=== RECORDS PROVIDED ===
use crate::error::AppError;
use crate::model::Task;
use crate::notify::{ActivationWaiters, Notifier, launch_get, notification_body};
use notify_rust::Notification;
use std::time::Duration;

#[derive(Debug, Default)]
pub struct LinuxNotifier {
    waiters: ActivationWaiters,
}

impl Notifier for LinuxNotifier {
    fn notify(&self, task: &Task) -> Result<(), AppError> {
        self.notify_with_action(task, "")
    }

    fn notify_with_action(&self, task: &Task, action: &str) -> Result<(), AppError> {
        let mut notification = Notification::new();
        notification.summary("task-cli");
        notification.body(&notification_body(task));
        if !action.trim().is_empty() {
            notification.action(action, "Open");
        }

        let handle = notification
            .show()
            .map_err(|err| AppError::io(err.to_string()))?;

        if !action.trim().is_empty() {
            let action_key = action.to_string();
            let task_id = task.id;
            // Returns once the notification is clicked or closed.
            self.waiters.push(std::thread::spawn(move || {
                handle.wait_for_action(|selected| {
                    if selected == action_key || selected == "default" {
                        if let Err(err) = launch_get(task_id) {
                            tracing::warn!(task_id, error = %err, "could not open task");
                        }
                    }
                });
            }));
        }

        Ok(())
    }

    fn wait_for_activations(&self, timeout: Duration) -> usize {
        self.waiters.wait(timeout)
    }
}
===
=== RECORDS PROVIDED ===
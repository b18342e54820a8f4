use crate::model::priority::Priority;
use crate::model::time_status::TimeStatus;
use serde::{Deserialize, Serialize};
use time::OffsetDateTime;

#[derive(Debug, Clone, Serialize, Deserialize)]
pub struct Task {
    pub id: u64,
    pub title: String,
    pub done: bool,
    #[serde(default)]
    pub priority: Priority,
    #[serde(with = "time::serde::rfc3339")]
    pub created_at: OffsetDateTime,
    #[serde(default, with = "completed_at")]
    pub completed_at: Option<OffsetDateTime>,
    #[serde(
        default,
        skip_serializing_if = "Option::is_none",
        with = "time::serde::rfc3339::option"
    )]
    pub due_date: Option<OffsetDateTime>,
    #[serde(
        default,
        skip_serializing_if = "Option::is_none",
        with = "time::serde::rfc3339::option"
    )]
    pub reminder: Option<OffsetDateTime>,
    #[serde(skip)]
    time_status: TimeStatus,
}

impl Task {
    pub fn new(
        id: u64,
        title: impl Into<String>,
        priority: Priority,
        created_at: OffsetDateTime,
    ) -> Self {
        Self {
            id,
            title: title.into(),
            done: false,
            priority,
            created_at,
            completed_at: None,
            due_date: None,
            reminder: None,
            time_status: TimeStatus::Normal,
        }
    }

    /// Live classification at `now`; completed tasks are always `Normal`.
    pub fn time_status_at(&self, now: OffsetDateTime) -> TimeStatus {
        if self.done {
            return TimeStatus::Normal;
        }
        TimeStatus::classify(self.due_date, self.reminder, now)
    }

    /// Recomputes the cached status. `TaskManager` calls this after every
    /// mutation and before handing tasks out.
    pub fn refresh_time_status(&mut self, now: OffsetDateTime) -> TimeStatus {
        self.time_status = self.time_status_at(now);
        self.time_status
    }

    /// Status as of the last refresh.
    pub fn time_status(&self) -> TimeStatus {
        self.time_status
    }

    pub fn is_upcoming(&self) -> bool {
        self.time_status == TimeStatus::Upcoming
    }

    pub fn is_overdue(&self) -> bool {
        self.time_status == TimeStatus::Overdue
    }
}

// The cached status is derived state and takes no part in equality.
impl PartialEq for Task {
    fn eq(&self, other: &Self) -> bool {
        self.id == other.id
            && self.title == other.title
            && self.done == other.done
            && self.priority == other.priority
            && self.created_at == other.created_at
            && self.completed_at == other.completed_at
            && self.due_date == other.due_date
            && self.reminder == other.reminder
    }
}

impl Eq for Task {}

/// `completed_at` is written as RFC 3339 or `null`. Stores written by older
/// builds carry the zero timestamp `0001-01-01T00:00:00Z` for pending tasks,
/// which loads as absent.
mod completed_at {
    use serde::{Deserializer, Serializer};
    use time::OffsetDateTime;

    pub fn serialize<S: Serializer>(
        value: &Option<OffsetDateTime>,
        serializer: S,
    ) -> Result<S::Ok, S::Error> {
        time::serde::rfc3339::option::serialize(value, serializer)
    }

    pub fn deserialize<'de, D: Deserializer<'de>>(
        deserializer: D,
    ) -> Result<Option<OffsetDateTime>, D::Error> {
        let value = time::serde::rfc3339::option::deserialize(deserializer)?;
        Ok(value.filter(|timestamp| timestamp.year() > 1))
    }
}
===
=== RECORDS PROVIDED ===
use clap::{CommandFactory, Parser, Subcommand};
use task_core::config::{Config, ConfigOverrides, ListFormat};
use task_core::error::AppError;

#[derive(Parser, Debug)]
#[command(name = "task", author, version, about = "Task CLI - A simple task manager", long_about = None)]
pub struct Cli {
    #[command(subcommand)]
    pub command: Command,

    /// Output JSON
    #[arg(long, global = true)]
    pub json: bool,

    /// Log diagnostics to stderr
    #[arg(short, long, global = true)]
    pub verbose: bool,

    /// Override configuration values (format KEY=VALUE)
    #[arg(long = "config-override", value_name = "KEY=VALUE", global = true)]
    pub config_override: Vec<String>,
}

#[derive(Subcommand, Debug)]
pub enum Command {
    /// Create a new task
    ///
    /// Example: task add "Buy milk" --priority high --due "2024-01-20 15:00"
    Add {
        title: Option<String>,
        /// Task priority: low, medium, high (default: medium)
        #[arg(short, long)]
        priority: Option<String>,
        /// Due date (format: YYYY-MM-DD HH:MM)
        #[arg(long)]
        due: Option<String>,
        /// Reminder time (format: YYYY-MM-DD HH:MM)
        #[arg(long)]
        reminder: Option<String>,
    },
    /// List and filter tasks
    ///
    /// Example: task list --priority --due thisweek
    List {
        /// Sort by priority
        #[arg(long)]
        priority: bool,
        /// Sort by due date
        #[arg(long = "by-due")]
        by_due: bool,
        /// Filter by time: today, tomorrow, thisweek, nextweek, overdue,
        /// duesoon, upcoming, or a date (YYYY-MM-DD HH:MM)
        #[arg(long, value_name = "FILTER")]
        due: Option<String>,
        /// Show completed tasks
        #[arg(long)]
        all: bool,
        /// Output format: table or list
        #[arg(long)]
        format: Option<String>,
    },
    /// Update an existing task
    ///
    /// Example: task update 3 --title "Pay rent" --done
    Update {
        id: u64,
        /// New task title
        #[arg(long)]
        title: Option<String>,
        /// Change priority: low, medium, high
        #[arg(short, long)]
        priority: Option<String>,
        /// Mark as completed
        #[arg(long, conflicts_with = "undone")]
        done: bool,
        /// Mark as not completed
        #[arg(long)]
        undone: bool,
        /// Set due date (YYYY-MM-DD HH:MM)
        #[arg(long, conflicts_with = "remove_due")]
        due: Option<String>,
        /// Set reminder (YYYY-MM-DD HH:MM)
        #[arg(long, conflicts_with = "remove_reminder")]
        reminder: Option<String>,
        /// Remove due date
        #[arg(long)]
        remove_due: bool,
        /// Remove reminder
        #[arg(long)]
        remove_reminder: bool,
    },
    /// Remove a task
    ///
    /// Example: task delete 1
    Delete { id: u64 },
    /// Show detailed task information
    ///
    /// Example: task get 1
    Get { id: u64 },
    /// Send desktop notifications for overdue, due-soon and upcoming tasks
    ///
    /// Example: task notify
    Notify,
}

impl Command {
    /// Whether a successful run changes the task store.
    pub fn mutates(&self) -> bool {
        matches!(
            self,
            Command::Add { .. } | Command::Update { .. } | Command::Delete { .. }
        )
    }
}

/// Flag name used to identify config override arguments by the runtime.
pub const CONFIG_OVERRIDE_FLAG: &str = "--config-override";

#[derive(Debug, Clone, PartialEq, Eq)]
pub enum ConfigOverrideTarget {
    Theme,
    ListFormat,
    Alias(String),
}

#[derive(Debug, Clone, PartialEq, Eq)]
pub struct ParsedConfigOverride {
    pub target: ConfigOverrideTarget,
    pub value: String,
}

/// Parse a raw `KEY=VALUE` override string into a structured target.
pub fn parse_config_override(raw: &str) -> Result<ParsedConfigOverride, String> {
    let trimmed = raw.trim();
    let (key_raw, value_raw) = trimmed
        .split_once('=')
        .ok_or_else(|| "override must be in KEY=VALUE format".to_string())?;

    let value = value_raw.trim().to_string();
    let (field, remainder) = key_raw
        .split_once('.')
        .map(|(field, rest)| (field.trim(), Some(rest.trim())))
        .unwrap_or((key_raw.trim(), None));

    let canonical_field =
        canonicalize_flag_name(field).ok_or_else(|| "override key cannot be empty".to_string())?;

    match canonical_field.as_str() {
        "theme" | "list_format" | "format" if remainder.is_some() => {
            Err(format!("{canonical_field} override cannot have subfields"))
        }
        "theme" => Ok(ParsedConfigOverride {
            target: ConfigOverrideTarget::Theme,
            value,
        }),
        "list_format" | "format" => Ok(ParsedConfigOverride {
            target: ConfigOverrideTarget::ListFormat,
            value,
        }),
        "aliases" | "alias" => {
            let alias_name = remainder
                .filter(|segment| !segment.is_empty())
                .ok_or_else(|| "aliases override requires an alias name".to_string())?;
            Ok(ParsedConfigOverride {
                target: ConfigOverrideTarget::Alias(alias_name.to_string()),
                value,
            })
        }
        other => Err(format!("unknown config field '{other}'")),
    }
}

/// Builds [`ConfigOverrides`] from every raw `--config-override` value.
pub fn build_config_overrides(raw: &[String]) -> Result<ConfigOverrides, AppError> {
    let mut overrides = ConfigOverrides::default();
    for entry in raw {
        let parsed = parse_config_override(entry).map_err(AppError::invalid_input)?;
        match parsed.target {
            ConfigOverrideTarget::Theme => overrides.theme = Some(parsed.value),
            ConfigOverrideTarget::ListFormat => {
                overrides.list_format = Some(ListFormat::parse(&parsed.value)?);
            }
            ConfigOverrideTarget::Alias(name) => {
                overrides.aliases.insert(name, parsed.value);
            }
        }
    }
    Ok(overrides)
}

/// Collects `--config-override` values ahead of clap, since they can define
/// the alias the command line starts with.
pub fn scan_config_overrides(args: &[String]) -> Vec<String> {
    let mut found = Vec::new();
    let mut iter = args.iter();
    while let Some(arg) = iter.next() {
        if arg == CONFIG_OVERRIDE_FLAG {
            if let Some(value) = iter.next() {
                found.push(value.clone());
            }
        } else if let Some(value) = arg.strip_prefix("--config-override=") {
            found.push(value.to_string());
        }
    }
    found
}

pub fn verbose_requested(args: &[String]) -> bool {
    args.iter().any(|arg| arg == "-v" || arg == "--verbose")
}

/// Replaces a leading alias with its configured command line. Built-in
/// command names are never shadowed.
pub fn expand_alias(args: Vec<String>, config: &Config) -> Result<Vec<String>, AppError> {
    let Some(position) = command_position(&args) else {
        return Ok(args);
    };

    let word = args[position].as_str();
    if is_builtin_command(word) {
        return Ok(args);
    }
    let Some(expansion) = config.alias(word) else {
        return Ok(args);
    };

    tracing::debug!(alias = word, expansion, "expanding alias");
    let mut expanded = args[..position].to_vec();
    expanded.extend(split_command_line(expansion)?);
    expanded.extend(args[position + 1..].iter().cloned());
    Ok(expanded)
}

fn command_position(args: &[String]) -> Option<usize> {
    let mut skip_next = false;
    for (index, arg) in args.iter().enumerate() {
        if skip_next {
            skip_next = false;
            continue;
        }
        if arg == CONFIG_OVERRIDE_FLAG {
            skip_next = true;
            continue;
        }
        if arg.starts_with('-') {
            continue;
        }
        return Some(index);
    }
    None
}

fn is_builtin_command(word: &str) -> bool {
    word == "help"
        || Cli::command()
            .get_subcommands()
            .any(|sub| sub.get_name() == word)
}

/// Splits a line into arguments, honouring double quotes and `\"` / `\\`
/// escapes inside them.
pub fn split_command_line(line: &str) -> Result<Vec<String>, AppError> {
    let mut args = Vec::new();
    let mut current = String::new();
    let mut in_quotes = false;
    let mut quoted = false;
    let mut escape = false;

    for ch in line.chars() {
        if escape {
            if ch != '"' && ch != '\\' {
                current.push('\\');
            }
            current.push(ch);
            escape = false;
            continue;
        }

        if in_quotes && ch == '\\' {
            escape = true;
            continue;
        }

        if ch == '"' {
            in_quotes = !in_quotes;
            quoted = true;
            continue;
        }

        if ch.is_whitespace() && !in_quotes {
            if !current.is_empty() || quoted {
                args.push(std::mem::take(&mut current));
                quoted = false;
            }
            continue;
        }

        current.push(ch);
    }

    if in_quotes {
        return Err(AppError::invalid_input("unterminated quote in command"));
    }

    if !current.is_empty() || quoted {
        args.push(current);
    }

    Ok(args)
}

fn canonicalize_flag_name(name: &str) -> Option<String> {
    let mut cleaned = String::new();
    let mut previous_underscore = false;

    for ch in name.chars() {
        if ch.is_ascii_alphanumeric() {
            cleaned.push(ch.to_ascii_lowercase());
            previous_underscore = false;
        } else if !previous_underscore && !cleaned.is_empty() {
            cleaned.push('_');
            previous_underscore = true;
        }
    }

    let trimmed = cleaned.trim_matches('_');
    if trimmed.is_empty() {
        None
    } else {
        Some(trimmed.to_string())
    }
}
===
TASK PROMPT: Search the entries above for lines containing the word "model", and copy each one.

TASK RESPONSE:
use crate::model::Task;
use crate::model::priority::Priority;
use crate::model::time_status::TimeStatus;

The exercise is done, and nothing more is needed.